With his work gloves, overalls and a hat that looks like it lost a fight with a rototiller, Richard Piskor doesn’t look like a physics prof or a university administrator, which is what he was before pulling the plug at UVic a few years ago.

With his work gloves, overalls and a hat that looks like it lost a fight with a rototiller, Richard Piskor doesn’t look like a physics prof or a university administrator, which is what he was before pulling the plug at UVic a few years ago.

He looks like the farmer he became after trading academia for Pender Island. And he would like the world to know how grateful he is to all the island neighbours who on this warm September morning have volunteered to harvest the hundreds of hop plants growing on his seven-acre Hope Bay Hop Farm.

A total of 76 of those neighbours have signed up. They’re scattered in twos and threes around a score of folding tables upon which are piled the bines (no, the b isn’t a typo, though don’t ask me why) that Piskor and his neighbour, a garlic farmer, have cut from the long vertical wires on which they grow. By late afternoon, a van belonging to Victoria’s Hoyne Brewing Company will trundle onto the ferry with more than 700 pounds of the the thumb-sized, soft green cones plucked from the bines by the pickers.

Most hops are dried and stored for brewers to use as needed, but the Hope Bay crop is going straight into the vats to make Wolf Vine Ale, a wet-hopped beer – that is, one in which the brewing process begins right after harvest. “It gives the beer this really cool, unique green character,” says brewmaster Sean Hoyne. Imagine pungent aromas. Vancouver Island liquor stores are keen to get their mitts on the once-a-year batch of Wolf Vine, all 7,000 litres worth. “It’s already sold out,” Hoyne says. The beer should hit the shelves in early October.
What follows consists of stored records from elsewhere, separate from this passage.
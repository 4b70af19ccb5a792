pub mod audit;
pub mod auth;
pub mod forms;
pub mod profile;
pub mod session;

pub use audit::AppLog;
pub use auth::{AuthSession, AuthUser, SignupMetadata};
pub use forms::{Credentials, SignupForm};
pub use profile::{DoctorProfile, PatientProfile, Profile, Role, PROFILE_LOOKUP_ORDER};
pub use session::SessionRecord;
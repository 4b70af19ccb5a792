use serde::Serialize;
use thiserror::Error;

#[derive(Error, Debug, Serialize)]
pub enum PortalError {
    /// A required form field was left empty. Raised locally, before any remote call.
    #[error("Please fill all fields")]
    MissingFields,

    /// Password shorter than the minimum. Raised locally, before any remote call.
    #[error("Password must be at least 6 characters")]
    PasswordTooShort,

    /// The auth backend already holds an identity for this email
    #[error("Email {0} already registered")]
    EmailAlreadyRegistered(String),

    /// Password sign-in was rejected by the auth backend
    #[error("Invalid email or password")]
    InvalidCredentials,

    /// Auth identity with the given ID not found
    #[error("User {0} not found")]
    UserNotFound(String),

    /// Authenticated, but neither the doctors nor the patients collection has a row
    #[error("Profile not found. Please contact support.")]
    ProfileNotFound,

    /// A submission on the same form is still pending
    #[error("A submission is already in progress")]
    SubmissionInFlight,

    /// Missing or invalid bearer token
    #[error("Unauthorized: {0}")]
    Unauthorized(String),

    /// Profile store operation failed
    #[error("Storage error: {0}")]
    StorageError(String),

    /// Session store operation failed
    #[error("Session error: {0}")]
    SessionError(String),

    /// Audit logging failed
    #[error("Logging error: {0}")]
    LoggingError(String),

    /// Catch-all for unexpected failures
    #[error("Internal server error: {0}")]
    InternalServerError(String),
}
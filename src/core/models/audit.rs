use chrono::{DateTime, Utc};
use serde::{Deserialize, Serialize};
use utoipa::ToSchema;

/// Application-level audit entry collected through the logging service.
#[derive(Clone, Debug, Serialize, Deserialize, ToSchema)]
pub struct AppLog {
    pub id: String,
    pub action: String,
    pub user_id: Option<String>,
    pub details: serde_json::Value,
    pub timestamp: DateTime<Utc>,
}
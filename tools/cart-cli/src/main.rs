//! Cart CLI - a terminal storefront over the GoMarketplace cart.
//!
//! Commands:
//! - `cart show` - List the cart and its totals
//! - `cart add` - Add a product
//! - `cart inc` - Increase a product's quantity
//! - `cart dec` - Decrease a product's quantity, confirming removal
//! - `cart clear` - Empty the cart

mod commands;
mod config;
mod context;
mod output;

use anyhow::Result;
use clap::{Parser, Subcommand};
use tracing_subscriber::EnvFilter;

use commands::{AddArgs, ClearArgs, DecArgs, IncArgs};

/// Cart CLI - manage the GoMarketplace shopping cart
#[derive(Parser)]
#[command(name = "cart")]
#[command(author, version, about, long_about = None)]
#[command(propagate_version = true)]
struct Cli {
    /// Enable verbose output
    #[arg(short, long, global = true)]
    verbose: bool,

    /// Use JSON output format
    #[arg(long, global = true)]
    json: bool,

    /// Config file path
    #[arg(short, long, global = true)]
    config: Option<String>,

    #[command(subcommand)]
    command: Commands,
}

#[derive(Subcommand)]
enum Commands {
    /// Show the cart
    Show,

    /// Add a product to the cart
    Add(AddArgs),

    /// Increase a product's quantity
    Inc(IncArgs),

    /// Decrease a product's quantity
    Dec(DecArgs),

    /// Remove every product
    Clear(ClearArgs),
}

fn init_tracing(verbose: bool) {
    let default = if verbose { "debug" } else { "warn" };
    let filter = EnvFilter::try_from_default_env().unwrap_or_else(|_| EnvFilter::new(default));

    tracing_subscriber::fmt()
        .with_env_filter(filter)
        .with_writer(std::io::stderr)
        .with_target(false)
        .init();
}

#[tokio::main]
async fn main() -> Result<()> {
    let cli = Cli::parse();
    init_tracing(cli.verbose);

    let output = output::Output::new(cli.verbose, cli.json);
    let ctx = match context::Context::load(cli.config.as_deref(), output.clone()).await {
        Ok(ctx) => ctx,
        Err(e) => {
            output.error(&format!("{:#}", e));
            std::process::exit(1);
        }
    };

    let result = ctx
        .provider
        .scope(async {
            match cli.command {
                Commands::Show => commands::show::run(&ctx).await,
                Commands::Add(args) => commands::add::run(args, &ctx).await,
                Commands::Inc(args) => commands::quantity::increment(args, &ctx).await,
                Commands::Dec(args) => commands::quantity::decrement(args, &ctx).await,
                Commands::Clear(args) => commands::clear::run(args, &ctx).await,
            }
        })
        .await;

    if let Err(e) = result {
        ctx.output.error(&format!("{:#}", e));
        std::process::exit(1);
    }

    ctx.shutdown().await;
    Ok(())
}
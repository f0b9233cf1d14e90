//! CLI command implementations.

pub mod add;
pub mod clear;
pub mod quantity;
pub mod show;

use clap::Args;

/// Arguments for the add command.
#[derive(Args)]
pub struct AddArgs {
    /// Product identifier.
    #[arg(long)]
    pub id: String,

    /// Product title.
    #[arg(short, long)]
    pub title: String,

    /// Product image URL.
    #[arg(long, default_value = "")]
    pub image_url: String,

    /// Unit price, e.g. 49.90.
    #[arg(short, long)]
    pub price: String,
}

/// Arguments for the inc command.
#[derive(Args)]
pub struct IncArgs {
    /// Product identifier.
    pub id: String,
}

/// Arguments for the dec command.
#[derive(Args)]
pub struct DecArgs {
    /// Product identifier.
    pub id: String,

    /// Remove the last unit without asking.
    #[arg(short, long)]
    pub yes: bool,
}

/// Arguments for the clear command.
#[derive(Args)]
pub struct ClearArgs {
    /// Skip the confirmation prompt.
    #[arg(short, long)]
    pub yes: bool,
}
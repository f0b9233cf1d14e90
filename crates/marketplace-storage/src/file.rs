//! Directory-backed store: one file per key.

use std::io::ErrorKind;
use std::path::{Path, PathBuf};

use async_trait::async_trait;
use base64::{engine::general_purpose::URL_SAFE_NO_PAD, Engine};

use crate::{KeyValueStore, StorageError};

/// Durable store that keeps each key in its own file under a directory.
///
/// Keys like `@Gomarketplace:cart` are not valid file names everywhere, so
/// the file name is the URL-safe base64 encoding of the key. Writes go to a
/// temporary sibling first and are renamed into place.
#[derive(Debug, Clone)]
pub struct FileStore {
    root: PathBuf,
}

impl FileStore {
    /// Open a store rooted at `root`, creating the directory if needed.
    pub async fn open(root: impl Into<PathBuf>) -> Result<Self, StorageError> {
        let root = root.into();
        tokio::fs::create_dir_all(&root)
            .await
            .map_err(|e| StorageError::io(root.display().to_string(), e))?;
        tracing::debug!(root = %root.display(), "opened file store");
        Ok(Self { root })
    }

    /// Directory holding the entries.
    pub fn root(&self) -> &Path {
        &self.root
    }

    fn path_for(&self, key: &str) -> Result<PathBuf, StorageError> {
        if key.is_empty() {
            return Err(StorageError::InvalidKey(key.to_string()));
        }
        Ok(self.root.join(format!("{}.json", URL_SAFE_NO_PAD.encode(key))))
    }
}

#[async_trait]
impl KeyValueStore for FileStore {
    async fn get_item(&self, key: &str) -> Result<Option<String>, StorageError> {
        let path = self.path_for(key)?;
        match tokio::fs::read_to_string(&path).await {
            Ok(value) => Ok(Some(value)),
            Err(e) if e.kind() == ErrorKind::NotFound => Ok(None),
            Err(e) => Err(StorageError::io(path.display().to_string(), e)),
        }
    }

    async fn set_item(&self, key: &str, value: String) -> Result<(), StorageError> {
        let path = self.path_for(key)?;
        let tmp = path.with_extension("json.tmp");
        tokio::fs::write(&tmp, value.as_bytes())
            .await
            .map_err(|e| StorageError::io(tmp.display().to_string(), e))?;
        tokio::fs::rename(&tmp, &path)
            .await
            .map_err(|e| StorageError::io(path.display().to_string(), e))
    }

    async fn remove_item(&self, key: &str) -> Result<(), StorageError> {
        let path = self.path_for(key)?;
        match tokio::fs::remove_file(&path).await {
            Ok(()) => Ok(()),
            Err(e) if e.kind() == ErrorKind::NotFound => Ok(()),
            Err(e) => Err(StorageError::io(path.display().to_string(), e)),
        }
    }
}
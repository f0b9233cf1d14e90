//! Money types for representing monetary values.
//!
//! Cart prices are exact decimals ([`Price`]) and carry no currency. Totals
//! are turned into [`Money`], integer minor units in the store's configured
//! currency, only when they are formatted.

use std::fmt;
use std::str::FromStr;

use rust_decimal::{Decimal, RoundingStrategy};
use serde::{de, Deserialize, Deserializer, Serialize, Serializer};

use crate::error::CartError;

/// Supported currencies.
#[derive(Debug, Clone, Copy, PartialEq, Eq, Hash, Serialize, Deserialize, Default)]
pub enum Currency {
    #[default]
    BRL,
    USD,
    EUR,
    GBP,
    JPY,
}

impl Currency {
    /// Get the currency code (e.g., "BRL").
    pub fn code(&self) -> &'static str {
        match self {
            Currency::BRL => "BRL",
            Currency::USD => "USD",
            Currency::EUR => "EUR",
            Currency::GBP => "GBP",
            Currency::JPY => "JPY",
        }
    }

    /// Get the currency symbol (e.g., "R$").
    pub fn symbol(&self) -> &'static str {
        match self {
            Currency::BRL => "R$",
            Currency::USD => "$",
            Currency::EUR => "\u{20ac}",
            Currency::GBP => "\u{00a3}",
            Currency::JPY => "\u{00a5}",
        }
    }

    /// Get the number of decimal places for this currency.
    pub fn decimal_places(&self) -> u32 {
        match self {
            Currency::JPY => 0,
            _ => 2,
        }
    }
}

impl fmt::Display for Currency {
    fn fmt(&self, f: &mut fmt::Formatter<'_>) -> fmt::Result {
        write!(f, "{}", self.code())
    }
}

/// A monetary value with currency.
///
/// Amounts are stored in the smallest unit of the currency (e.g., centavos for BRL).
#[derive(Debug, Clone, Copy, PartialEq, Eq, Hash, Serialize, Deserialize, Default)]
pub struct Money {
    /// Amount in smallest currency unit.
    pub amount_cents: i64,
    /// The currency.
    pub currency: Currency,
}

impl Money {
    /// Create a new Money value from minor units.
    pub fn new(amount_cents: i64, currency: Currency) -> Self {
        Self {
            amount_cents,
            currency,
        }
    }

    /// Create a zero amount in the given currency.
    pub fn zero(currency: Currency) -> Self {
        Self::new(0, currency)
    }

    /// Convert to a decimal value.
    pub fn to_decimal(&self) -> f64 {
        let divisor = 10_i64.pow(self.currency.decimal_places());
        self.amount_cents as f64 / divisor as f64
    }

    /// Format as a display string (e.g., "R$49.99").
    pub fn display(&self) -> String {
        let decimal = self.to_decimal();
        let places = self.currency.decimal_places() as usize;
        format!("{}{:.places$}", self.currency.symbol(), decimal)
    }
}

impl fmt::Display for Money {
    fn fmt(&self, f: &mut fmt::Formatter<'_>) -> fmt::Result {
        write!(f, "{}", self.display())
    }
}

/// A non-negative unit price.
///
/// Held as an exact decimal, so whatever the storefront app wrote (`12.5`,
/// `12.345`) reads back and writes out unchanged. Serialized as a plain JSON
/// number. Negative, NaN and infinite values are rejected.
#[derive(Debug, Clone, Copy, PartialEq, Eq, PartialOrd, Ord, Hash, Default)]
pub struct Price(Decimal);

impl Price {
    /// Zero price.
    pub const ZERO: Price = Price(Decimal::ZERO);

    /// Create a price from hundredths (e.g., `1999` is `19.99`).
    pub fn from_cents(cents: u64) -> Self {
        Self(Decimal::from_i128_with_scale(i128::from(cents), 2))
    }

    /// Create a price from an exact decimal.
    pub fn new(amount: Decimal) -> Result<Self, CartError> {
        if amount.is_sign_negative() && !amount.is_zero() {
            return Err(CartError::InvalidPrice(amount.to_string()));
        }
        if amount.is_zero() {
            return Ok(Self::ZERO);
        }
        Ok(Self(amount))
    }

    /// Create a price from a floating-point amount.
    ///
    /// The shortest decimal that reads back as `amount` is kept, so `12.345`
    /// stays `12.345`.
    pub fn from_decimal(amount: f64) -> Result<Self, CartError> {
        if !amount.is_finite() || amount < 0.0 {
            return Err(CartError::InvalidPrice(amount.to_string()));
        }
        amount.to_string().parse()
    }

    /// The exact amount.
    pub fn amount(&self) -> Decimal {
        self.0
    }

    /// Price of `quantity` units, saturating at the maximum.
    pub fn times(&self, quantity: u32) -> Price {
        Price(
            self.0
                .checked_mul(Decimal::from(quantity))
                .unwrap_or(Decimal::MAX),
        )
    }

    /// Sum of two prices, saturating at the maximum.
    pub fn plus(&self, other: Price) -> Price {
        Price(self.0.checked_add(other.0).unwrap_or(Decimal::MAX))
    }

    /// Express this price in `currency`, rounding half away from zero to the
    /// currency's minor unit.
    pub fn to_money(&self, currency: Currency) -> Money {
        let places = currency.decimal_places();
        let minor = self
            .0
            .round_dp_with_strategy(places, RoundingStrategy::MidpointAwayFromZero)
            .checked_mul(Decimal::from(10_i64.pow(places)))
            .unwrap_or(Decimal::MAX);
        let amount = i64::try_from(minor.trunc()).unwrap_or(i64::MAX);
        Money::new(amount, currency)
    }
}

impl FromStr for Price {
    type Err = CartError;

    fn from_str(s: &str) -> Result<Self, Self::Err> {
        let amount = Decimal::from_str_exact(s.trim())
            .map_err(|_| CartError::InvalidPrice(s.to_string()))?;
        Price::new(amount)
    }
}

impl fmt::Display for Price {
    fn fmt(&self, f: &mut fmt::Formatter<'_>) -> fmt::Result {
        if self.0.scale() <= 2 || self.0.round_dp(2) == self.0 {
            write!(f, "{:.2}", self.0)
        } else {
            write!(f, "{}", self.0.normalize())
        }
    }
}

impl Serialize for Price {
    fn serialize<S: Serializer>(&self, serializer: S) -> Result<S::Ok, S::Error> {
        let normalized = self.0.normalize();
        if normalized.scale() == 0 {
            if let Ok(whole) = u64::try_from(normalized) {
                return serializer.serialize_u64(whole);
            }
        }
        let float: f64 = normalized
            .to_string()
            .parse()
            .map_err(serde::ser::Error::custom)?;
        serializer.serialize_f64(float)
    }
}

impl<'de> Deserialize<'de> for Price {
    fn deserialize<D: Deserializer<'de>>(deserializer: D) -> Result<Self, D::Error> {
        let amount = f64::deserialize(deserializer)?;
        Price::from_decimal(amount).map_err(de::Error::custom)
    }
}

#[cfg(test)]
mod tests {
    use super::*;

    #[test]
    fn test_money_display() {
        assert_eq!(Money::new(4999, Currency::USD).display(), "$49.99");
        assert_eq!(Money::new(100, Currency::JPY).display(), "\u{00a5}100");
    }

    #[test]
    fn test_price_from_decimal() {
        assert_eq!(Price::from_decimal(10.0).unwrap(), Price::from_cents(1000));
        assert_eq!(Price::from_decimal(1299.9).unwrap(), Price::from_cents(129990));
        assert_eq!(
            Price::from_decimal(12.345).unwrap().amount(),
            Decimal::new(12345, 3)
        );
    }

    #[test]
    fn test_price_rejects_negative_and_nan() {
        assert!(matches!(
            Price::from_decimal(-1.0),
            Err(CartError::InvalidPrice(_))
        ));
        assert!(Price::from_decimal(f64::NAN).is_err());
        assert!(Price::from_decimal(f64::INFINITY).is_err());
        assert!("-0.5".parse::<Price>().is_err());
        assert!("abc".parse::<Price>().is_err());
    }

    #[test]
    fn test_price_parse_is_exact() {
        let price: Price = "49.90".parse().unwrap();
        assert_eq!(price, Price::from_cents(4990));
        let price: Price = " 0.125 ".parse().unwrap();
        assert_eq!(price.amount(), Decimal::new(125, 3));
    }

    #[test]
    fn test_price_json_is_a_plain_number() {
        assert_eq!(serde_json::to_string(&Price::from_cents(2000)).unwrap(), "20");
        assert_eq!(serde_json::to_string(&Price::from_cents(1250)).unwrap(), "12.5");

        let price: Price = serde_json::from_str("12.5").unwrap();
        assert_eq!(price, Price::from_cents(1250));
        let price: Price = serde_json::from_str("7").unwrap();
        assert_eq!(price, Price::from_cents(700));

        assert!(serde_json::from_str::<Price>("-3").is_err());
        assert!(serde_json::from_str::<Price>("\"12\"").is_err());
    }

    #[test]
    fn test_price_keeps_sub_cent_digits_through_json() {
        let price: Price = serde_json::from_str("12.345").unwrap();
        assert_eq!(serde_json::to_string(&price).unwrap(), "12.345");
        assert_eq!(price.to_string(), "12.345");
    }

    #[test]
    fn test_price_arithmetic_saturates() {
        assert_eq!(Price::from_cents(250).times(3), Price::from_cents(750));
        let max = Price::new(Decimal::MAX).unwrap();
        assert_eq!(max.times(2), max);
        assert_eq!(max.plus(Price::from_cents(1)), max);
    }

    #[test]
    fn test_price_to_money() {
        let price = Price::from_cents(1999);
        assert_eq!(price.to_money(Currency::BRL), Money::new(1999, Currency::BRL));
        assert_eq!(price.to_money(Currency::JPY), Money::new(20, Currency::JPY));

        let total = "12.345".parse::<Price>().unwrap().times(2);
        assert_eq!(total.to_money(Currency::BRL), Money::new(2469, Currency::BRL));
        let single: Price = "12.345".parse().unwrap();
        assert_eq!(single.to_money(Currency::BRL), Money::new(1235, Currency::BRL));
    }

    #[test]
    fn test_price_display() {
        assert_eq!(Price::from_cents(1205).to_string(), "12.05");
        assert_eq!(Price::ZERO.to_string(), "0.00");
        assert_eq!(Price::from_cents(700).to_string(), "7.00");
    }
}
The thing is, this little success story wouldn’t play out were it not for the participation of those Pender neighbours. This is the fifth year Hope Bay has relied on those volunteers, whose only reward has been a party hosted by Hoyne later in the fall. To pay pickers, or to ferry over one of the mechanized harvesters used by big hop farms, would be prohibitively costly.

“We could not do it without the volunteers,” says Piskor, who turns 69 this week. “It would be impossible.”

Happily, Pender has historically been one of those self-reliant places where helping the neighbours is part of the cultural DNA. Volunteers drive the community hall, the library (open Tuesdays and Fridays), the dandy nine-hole golf course (where green fees get dropped into an honour box) and, in an old schoolhouse, the once-a-week Nu-To-Yu thrift store, which somehow has parlayed the sale of 10-cent paperbacks and 50-cent jigsaw puzzles into more than $1 million for local causes since 1983. Volunteers take care of parks, staff the fire department, keep the Magic Lake sewer and waste systems running.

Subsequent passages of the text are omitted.